The benefits of HEMS – more evidence!

This post was prompted by two new studies about the benefits of HEMS. For those of you with short attention spans, I’ll give a one-liner on each study then describe them more thoroughly later on.

  1. U.S database study: among severely injured trauma patients (Injury Severity Score >16), HEMS is associated with improved survival rates 
  2. Dutch database study: Reduced mortality among polytrauma patients especially those with abnormal vital signs

The debate surrounding the benefit of patient-oriented outcomes for HEMS is nothing new.  In much of the world, HEMS (helicopter emergency medical services) includes physicians on board the helicopter though in North America often HEMS clinicians are advanced care paramedics. In each country, different models exist and as a result extrapolating findings to our setting is difficult.

One of our BK's that we fly at ARHT

One of our BK’s that we fly at ARHT

It’s easy to imagine that that HEMS (with or without a physician on board) benefits our patients. We bring highly trained clinicians to a scene where we can perform advanced interventions and then rapidly transport the patient to hospital for definitive care. However, studies have demonstrated variable results regarding patient outcomes with HEMS. These differences are undoubtedly affected by the variability amongst HEMS systems around the world. Each HEMS group operates with different thresholds for activation, variable relationships with the local land EMS and then there are a range of geographic and patient characteristics that will affect patient outcomes.

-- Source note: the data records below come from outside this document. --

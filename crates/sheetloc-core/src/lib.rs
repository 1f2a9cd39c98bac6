use std::collections::BTreeMap;
use std::fmt;
use std::str::FromStr;

use serde::{Deserialize, Serialize};
use thiserror::Error;

/// Workspace-wide result alias.
pub type Result<T> = color_eyre::eyre::Result<T>;

/// Translations of one (language, category) pair, keyed by source text.
/// An empty value means "not yet translated".
pub type Catalog = BTreeMap<String, String>;

/// language -> category -> catalog subset selected for a workbook.
pub type ExportSet = BTreeMap<String, BTreeMap<String, Catalog>>;

/// language -> category -> translations read back from workbooks.
pub type ImportSet = BTreeMap<String, BTreeMap<String, Catalog>>;

/// Which messages take part in a run.
///
/// On export `New` keeps only untranslated entries. On import `New` means
/// existing translations are never overwritten.
#[derive(Debug, Clone, Copy, PartialEq, Eq, Serialize, Deserialize)]
#[serde(rename_all = "lowercase")]
pub enum Mode {
    New,
    All,
}

impl Mode {
    /// Whether an entry with this translation passes the export filter.
    pub fn selects(self, translation: &str) -> bool {
        match self {
            Mode::New => translation.is_empty(),
            Mode::All => true,
        }
    }

    pub fn as_str(self) -> &'static str {
        match self {
            Mode::New => "new",
            Mode::All => "all",
        }
    }
}

impl fmt::Display for Mode {
    fn fmt(&self, f: &mut fmt::Formatter<'_>) -> fmt::Result {
        f.write_str(self.as_str())
    }
}

#[derive(Debug, Error)]
#[error("unknown value `{value}` (expected {expected})")]
pub struct ParseEnumError {
    pub value: String,
    pub expected: &'static str,
}

impl FromStr for Mode {
    type Err = ParseEnumError;

    fn from_str(s: &str) -> std::result::Result<Self, Self::Err> {
        match s.trim().to_ascii_lowercase().as_str() {
            "new" => Ok(Mode::New),
            "all" => Ok(Mode::All),
            other => Err(ParseEnumError {
                value: other.to_string(),
                expected: "`new` or `all`",
            }),
        }
    }
}

/// What the language selector does when neither an include-list nor an
/// exclude-list is configured.
#[derive(Debug, Clone, Copy, Default, PartialEq, Eq, Serialize, Deserialize)]
#[serde(rename_all = "lowercase")]
pub enum UnlistedPolicy {
    #[default]
    Include,
    Exclude,
}

impl FromStr for UnlistedPolicy {
    type Err = ParseEnumError;

    fn from_str(s: &str) -> std::result::Result<Self, Self::Err> {
        match s.trim().to_ascii_lowercase().as_str() {
            "include" => Ok(UnlistedPolicy::Include),
            "exclude" => Ok(UnlistedPolicy::Exclude),
            other => Err(ParseEnumError {
                value: other.to_string(),
                expected: "`include` or `exclude`",
            }),
        }
    }
}

/// Order in which a catalog is persisted: untranslated entries first, then
/// translated ones, each group sorted by key.
pub fn persisted_order(catalog: &Catalog) -> Vec<(&str, &str)> {
    let (mut empty, translated): (Vec<_>, Vec<_>) = catalog
        .iter()
        .map(|(k, v)| (k.as_str(), v.as_str()))
        .partition(|(_, v)| v.is_empty());
    // BTreeMap iteration is already sorted; partition keeps relative order.
    empty.extend(translated);
    empty
}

I mentioned above two recent studies that provide additional evidence into the benefits of HEMS. I’ll focus on the Dutch study from the European Journal of Emergency Medicine primarily. They included a consecutive cohort of trauma patients that either HEMS or land EMS responded. It’s not  They used some fancy statistics to calculate lives saved due to HEMS response. It would have been nice to have a more detailed description about their setting as it would allow for more robust comparisons to other centres. It should be noted they had <5% penetrating trauma in their population. It’s unclear how this impacts the statistics but likely critically ill patients who suffered penetrating trauma should be transported to hospital quickly since operative management is likely to be required. They also intubated a large number of their patients when HEMS was on scene (58%). This number was quite surprising. In our setting, we would intubate <10%. Again, whether they have an standard operating procedure or set of criteria for intubation – it would have been good for some discussion about this.

They had fairly reasonable scene times as well. While I don’t think scene times are as important as sometimes they’re made to be especially when necessary interventions are being performed, they at least didn’t spend hours on scene! Interestingly, when we compare the EMS vs. HEMS pre-hospital time there was a 7min difference (42min vs 49min). This is almost entirely accounted for by the extra 7 min that HEMS spends on scene. The authors describe short transport times which suggests that if there truly is a HEMS survival advantage then this isn’t the result of faster transport.

In the U.S study, which has a very different EMS system, they found survival benefit among the most seriously injured trauma patients. I believe there weren’t physicians part of the U.S HEMS model but they probably had advanced care paramedics. Unfortunately the study doesn’t describe the system well. Nonetheless, again using some statistics to account for injury severity, HEMS in the U.S appears to benefit sick patients with altered physiology. It is challenging to interpret U.S data as there’s considerable heterogeneity and financial drivers for HEMS use.

Ultimately we need more prospective data that isn’t fraught with the challenges of using retrospective data – each of these above studies suffer from these limitations. However, there is an emerging trend that HEMS benefits severely injured patients and more importantly, this could be independent of the transport time benefits. This is growing evidence that HEMS is not just an expensive, fast taxi service. Instead, improved patient outcomes may be the result of better clinical expertise brought to the scene.